Falling for the “N+1 Query Problem.” Fetching a list of 100 records and then looping through your application to run 100 separate queries for their related data is a top application killer. You should use a JOIN to fetch it all in one network trip.
Overusing “Soft Deletes.” Adding an is_deleted column to everything breaks unique constraints and forces developers to clutter every single future query with WHERE is_deleted = false.
Performing math inside WHERE clauses. Wrapping an indexed column in a function or calculation (e.g., WHERE YEAR(date) = 2023) completely blinds the database to the index. Keep the column “naked” on one side of the operator.
Abusing EAV (Entity-Attribute-Value) patterns. Storing your schema as rows of attributes and values might seem infinitely flexible, but it makes even basic queries require dozens of joins, turning data retrieval into a nightmare.
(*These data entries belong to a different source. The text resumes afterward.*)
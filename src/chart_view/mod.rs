pub mod input;
pub mod renderer;

use crate::animation_group::{QueuedFrameScheduler, SystemClock};
use crate::controller::{ChartController, ChartHost};
use crate::data_types::{ChartOptions, ChartOptionsPatch, LineSet};
use crate::gesture::InputEvent;
use crate::layout::ChartLayout;
use crate::theme::ChartTheme;
use crate::utils::PixelsExt;
use gpui::prelude::*;
use gpui::{
    canvas, div, App, Bounds, Context, DispatchPhase, MouseButton, MouseDownEvent, MouseExitEvent,
    MouseMoveEvent, MouseUpEvent, Pixels, WeakEntity, Window,
};
use std::cell::Cell;
use std::rc::Rc;
use std::sync::atomic::{AtomicU64, Ordering};
use tracing::debug;

pub use input::ChartInputHandler;
pub use renderer::{paint_layers, GpuiTextMeasurer};

use self::input::to_dvec;

static NEXT_ELEMENT_ID: AtomicU64 = AtomicU64::new(1);

/// A gpui view hosting one interactive chart.
///
/// The view owns the controller and pumps its frame requests through `on_next_frame`. Mouse events are
/// taken from window listeners so that a drag keeps working outside the chart.
pub struct ChartView {
    controller: ChartController,
    frames: QueuedFrameScheduler,
    input: ChartInputHandler,
    // Container bounds measured during the last paint
    bounds: Rc<Cell<Option<Bounds<Pixels>>>>,
    frame_scheduled: bool,
}

impl ChartView {
    /// Fails when the theme can't be rendered with.
    pub fn new(lines: LineSet, options: ChartOptions, theme: ChartTheme, cx: &App) -> eyre::Result<Self> {
        let element = NEXT_ELEMENT_ID.fetch_add(1, Ordering::Relaxed);
        let frames = QueuedFrameScheduler::new();
        let host = ChartHost {
            theme: Rc::new(theme),
            scheduler: Box::new(frames.clone()),
            clock: Rc::new(SystemClock),
            measurer: Rc::new(GpuiTextMeasurer::new(cx)),
        };
        let controller = ChartController::new(element, lines, options, host)?;
        debug!(element, lines = controller.lines().len(), "chart view created");

        Ok(Self {
            controller,
            frames,
            input: ChartInputHandler::new(element),
            bounds: Rc::new(Cell::new(None)),
            frame_scheduled: false,
        })
    }

    pub fn controller(&self) -> &ChartController {
        &self.controller
    }

    pub fn set_lines(
        &mut self,
        lines: LineSet,
        index_name_offset: f64,
        min_selection_length: f64,
        max_selection_length: f64,
        cx: &mut Context<Self>,
    ) -> eyre::Result<()> {
        self.controller
            .set_lines(lines, index_name_offset, min_selection_length, max_selection_length)?;
        cx.notify();
        Ok(())
    }

    pub fn set_options(&mut self, patch: ChartOptionsPatch, cx: &mut Context<Self>) {
        self.controller.set_options(patch);
        cx.notify();
    }

    /// Feeds already translated events to the controller.
    pub fn handle_input_events(&mut self, events: &[InputEvent], window: &mut Window, cx: &mut Context<Self>) {
        let mut prevent_default = false;
        for event in events {
            prevent_default |= self.controller.handle_input(event).prevent_default;
        }
        if prevent_default {
            cx.stop_propagation();
        }
        self.schedule_frames(window, cx);
    }

    fn sync_layout(&mut self, window: &Window) {
        let Some(bounds) = self.bounds.get() else {
            return;
        };
        self.controller.set_origin(to_dvec(bounds.origin));
        self.controller.set_layout(ChartLayout::new(
            bounds.size.width.as_f32() as f64,
            bounds.size.height.as_f32() as f64,
            window.scale_factor() as f64,
        ));
    }

    /// Hands the pending frame requests to gpui. At most one callback is outstanding.
    fn schedule_frames(&mut self, window: &mut Window, cx: &mut Context<Self>) {
        if self.frame_scheduled || !self.frames.has_pending() {
            return;
        }
        self.frame_scheduled = true;
        cx.on_next_frame(window, |this, window, cx| {
            this.frame_scheduled = false;
            let mut redrawn = false;
            for handle in this.frames.drain() {
                redrawn |= this.controller.handle_frame(handle);
            }
            if redrawn {
                cx.notify();
            }
            this.schedule_frames(window, cx);
        });
    }
}

fn register_mouse_listeners(view: WeakEntity<ChartView>, bounds: Bounds<Pixels>, window: &mut Window) {
    window.on_mouse_event({
        let view = view.clone();
        move |event: &MouseDownEvent, phase, window, cx| {
            if phase != DispatchPhase::Bubble || event.button != MouseButton::Left {
                return;
            }
            let _ = view.update(cx, |this, cx| {
                let events = this.input.mouse_down_at(event.position, bounds);
                this.handle_input_events(&events, window, cx);
            });
        }
    });
    window.on_mouse_event({
        let view = view.clone();
        move |event: &MouseMoveEvent, phase, window, cx| {
            if phase != DispatchPhase::Bubble {
                return;
            }
            let _ = view.update(cx, |this, cx| {
                let events = this.input.mouse_move_at(event.position, bounds);
                this.handle_input_events(&events, window, cx);
            });
        }
    });
    window.on_mouse_event({
        let view = view.clone();
        move |event: &MouseUpEvent, phase, window, cx| {
            if phase != DispatchPhase::Bubble || event.button != MouseButton::Left {
                return;
            }
            let _ = view.update(cx, |this, cx| {
                let events = this.input.mouse_up_at(event.position, bounds);
                this.handle_input_events(&events, window, cx);
            });
        }
    });
    window.on_mouse_event(move |event: &MouseExitEvent, phase, window, cx| {
        if phase != DispatchPhase::Bubble {
            return;
        }
        let _ = view.update(cx, |this, cx| {
            let events = this.input.mouse_exit(to_dvec(event.position));
            this.handle_input_events(&events, window, cx);
        });
    });
}

impl Render for ChartView {
    fn render(&mut self, window: &mut Window, cx: &mut Context<Self>) -> impl IntoElement {
        self.sync_layout(window);
        self.schedule_frames(window, cx);

        let layers = self.controller.layers().clone();
        let theme = self.controller.theme().clone();
        let layout = self.controller.layout();
        let measured = self.bounds.clone();
        let view = cx.entity().downgrade();
        let entity_id = cx.entity_id();

        div()
            .id(("chart-view", entity_id))
            .size_full()
            .relative()
            .bg(theme.background_color.to_hsla(1.0))
            .child(
                canvas(
                    move |_, _, _| {},
                    move |bounds, (), window, cx| {
                        if measured.replace(Some(bounds)) != Some(bounds) {
                            // Laid out for another size, the next render picks the new one up
                            window.refresh();
                        }
                        paint_layers(window, cx, bounds, &layers, &theme, layout);
                        register_mouse_listeners(view.clone(), bounds, window);
                    },
                )
                .size_full(),
            )
    }
}
//! The whole chart, split into layers that are redrawn independently.

use crate::canvas::{RenderList, TextMeasurer};
use crate::data_types::{AnimatedState, LineSet, SelectionRange};
use crate::drawers::chart_main::{ChartMainDrawer, ChartMainOptions};
use crate::drawers::chart_map::{draw_chart_map, ChartMapOptions};
use crate::drawers::chart_x::{ChartXDrawer, ChartXOptions};
use crate::drawers::details_popup::{draw_details_popup, DetailsPopupOptions};
use crate::drawers::or_one;
use crate::layout::ChartLayout;
use crate::memoize::MemoizeLast;
use crate::theme::ChartTheme;
use std::rc::Rc;
use tracing::trace;

/// Everything a frame is drawn from.
#[derive(Clone, Debug, PartialEq)]
pub struct ChartFrame {
    pub lines: LineSet,
    pub layout: ChartLayout,
    pub min_index: f64,
    pub max_index: f64,
    pub selection: SelectionRange,
    pub state: AnimatedState,
    pub index_name_offset: f64,
    pub details_popup_width: f64,
    pub details_popup_value_precision: Option<u32>,
}

/// The recorded layers of one frame, painted bottom to top: `map`, `main`, `x`, `popup`.
///
/// `main`, `x` and `popup` cover the whole container. `map` covers the map bounds only. A layer that
/// didn't change keeps the same allocation as in the previous frame.
#[derive(Clone, Debug)]
pub struct ChartLayers {
    pub main: Rc<RenderList>,
    pub x: Rc<RenderList>,
    pub popup: Rc<RenderList>,
    pub map: Rc<RenderList>,
}

impl ChartLayers {
    pub fn empty(measurer: Rc<dyn TextMeasurer>) -> Self {
        let empty = Rc::new(RenderList::new(measurer));
        Self {
            main: empty.clone(),
            x: empty.clone(),
            popup: empty.clone(),
            map: empty,
        }
    }
}

pub struct ChartDrawer {
    theme: Rc<ChartTheme>,
    measurer: Rc<dyn TextMeasurer>,
    main: ChartMainDrawer,
    x: ChartXDrawer,
    main_layer: MemoizeLast<ChartMainOptions, Rc<RenderList>>,
    x_layer: MemoizeLast<ChartXOptions, Rc<RenderList>>,
    popup_layer: MemoizeLast<Option<DetailsPopupOptions>, Rc<RenderList>>,
    map_layer: MemoizeLast<ChartMapOptions, Rc<RenderList>>,
}

impl ChartDrawer {
    /// Fails when the theme can't be rendered with.
    pub fn new(theme: Rc<ChartTheme>, measurer: Rc<dyn TextMeasurer>) -> eyre::Result<Self> {
        theme.validate()?;
        Ok(Self {
            main: ChartMainDrawer::new(measurer.clone()),
            x: ChartXDrawer::new(measurer.clone()),
            theme,
            measurer,
            main_layer: MemoizeLast::new(),
            x_layer: MemoizeLast::new(),
            popup_layer: MemoizeLast::new(),
            map_layer: MemoizeLast::new(),
        })
    }

    pub fn theme(&self) -> &Rc<ChartTheme> {
        &self.theme
    }

    pub fn draw(&mut self, frame: &ChartFrame) -> ChartLayers {
        let theme = &*self.theme;
        let pixel_ratio = frame.layout.pixel_ratio;
        let (canvas_width, canvas_height) = frame.layout.main_canvas_size();
        let (map_width, map_height) = frame.layout.map_canvas_size(theme);
        let state = &frame.state;

        let main_section_y = theme.layout.main_top_margin * pixel_ratio;
        let main_section_height = canvas_height
            - (theme.layout.main_lines_bottom_margin + theme.map.height + theme.map.bottom) * pixel_ratio
            - main_section_y;

        let main_options = ChartMainOptions {
            lines: frame.lines.clone(),
            line_opacities: state.line_opacities.clone(),
            x: 0.0,
            y: main_section_y,
            width: canvas_width,
            height: main_section_height,
            min_value: state.main_value.min(),
            max_value: state.main_value.max(),
            value_notch_scale: state.main_value_notch_scale,
            start_index: frame.selection.start_index,
            end_index: frame.selection.end_index,
            details_index: state.details_position.index,
            details_opacity: state.details_opacity,
            pixel_ratio,
        };
        let main_drawer = &mut self.main;
        let measurer = self.measurer.clone();
        let main = self.main_layer.get(main_options, |options| {
            trace!("redrawing the main layer");
            let mut list = RenderList::new(measurer);
            main_drawer.draw(&mut list, theme, options);
            Rc::new(list)
        });
        let main = main.clone();

        let x_options = ChartXOptions {
            x: 0.0,
            y: main_section_y + main_section_height,
            width: canvas_width,
            height: canvas_height - main_section_y - main_section_height,
            min_index: frame.min_index,
            max_index: frame.max_index,
            start_index: frame.selection.start_index,
            end_index: frame.selection.end_index,
            index_notch_scale: state.index_notch_scale,
            index_name_offset: frame.index_name_offset,
            pixel_ratio,
        };
        let x_drawer = &mut self.x;
        let measurer = self.measurer.clone();
        let x = self
            .x_layer
            .get(x_options, |options| {
                trace!("redrawing the index layer");
                let mut list = RenderList::new(measurer);
                x_drawer.draw(&mut list, theme, options);
                Rc::new(list)
            })
            .clone();

        let popup_options = (state.details_opacity > 0.0).then(|| DetailsPopupOptions {
            lines: frame.lines.clone(),
            line_opacities: state.details_line_opacities.clone(),
            x: details_popup_x(theme, frame, canvas_width).round(),
            y: theme.popup.y * pixel_ratio,
            width: frame.details_popup_width,
            index: state.details_position.index,
            opacity: state.details_opacity,
            index_name_offset: frame.index_name_offset,
            value_precision: frame.details_popup_value_precision,
            pixel_ratio,
        });
        let measurer = self.measurer.clone();
        let popup = self
            .popup_layer
            .get(popup_options, |options| {
                let mut list = RenderList::new(measurer);
                if let Some(options) = options {
                    draw_details_popup(&mut list, theme, options);
                }
                Rc::new(list)
            })
            .clone();

        let map_options = ChartMapOptions {
            lines: frame.lines.clone(),
            line_opacities: state.line_opacities.clone(),
            canvas_width: map_width,
            canvas_height: map_height,
            min_index: frame.min_index,
            max_index: frame.max_index,
            min_value: state.map_value.min(),
            max_value: state.map_value.max(),
            pixel_ratio,
        };
        let measurer = self.measurer.clone();
        let map = self
            .map_layer
            .get(map_options, |options| {
                trace!("redrawing the map layer");
                let mut list = RenderList::new(measurer);
                draw_chart_map(&mut list, theme, options);
                Rc::new(list)
            })
            .clone();

        ChartLayers { main, x, popup, map }
    }
}

/// The left edge of the popup in device pixels.
///
/// The popup sits left of the pointer line at `align` 0 and right of it at 1, never closer to the
/// canvas edges than the theme allows.
pub fn details_popup_x(theme: &ChartTheme, frame: &ChartFrame, canvas_width: f64) -> f64 {
    let pixel_ratio = frame.layout.pixel_ratio;
    let style = &theme.popup;
    let side_padding = theme.layout.side_padding * pixel_ratio;
    let selection = frame.selection;
    let position = frame.state.details_position;

    let pointer_x = side_padding
        + (canvas_width - side_padding * 2.0) * (position.index - selection.start_index)
            / or_one(selection.length());
    let x_on_left_align = (style.min_distance_to_edge * pixel_ratio)
        .max(pointer_x - (frame.details_popup_width + style.x_margin) * pixel_ratio);
    let x_on_right_align = (canvas_width
        - (style.min_distance_to_edge + frame.details_popup_width) * pixel_ratio)
        .min(pointer_x + style.x_margin * pixel_ratio);

    x_on_left_align * (1.0 - position.align) + x_on_right_align * position.align
}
Never testing backups. Believing you have a backup strategy when you have never successfully practiced a “Point-in-Time Recovery” (PITR). A backup is useless until you prove you can restore it.
Sorting with ORDER BY RAND(). This command forces the database to assign a random number to every single row, sort the entire massive table, and then pick one, acting as a massive performance bottleneck.
Using the database as a Message Queue. Treating a relational table as a high-volume “to-do list” for background jobs causes massive bloat and lock contention. Dedicated tools like RabbitMQ or Kafka should be used instead.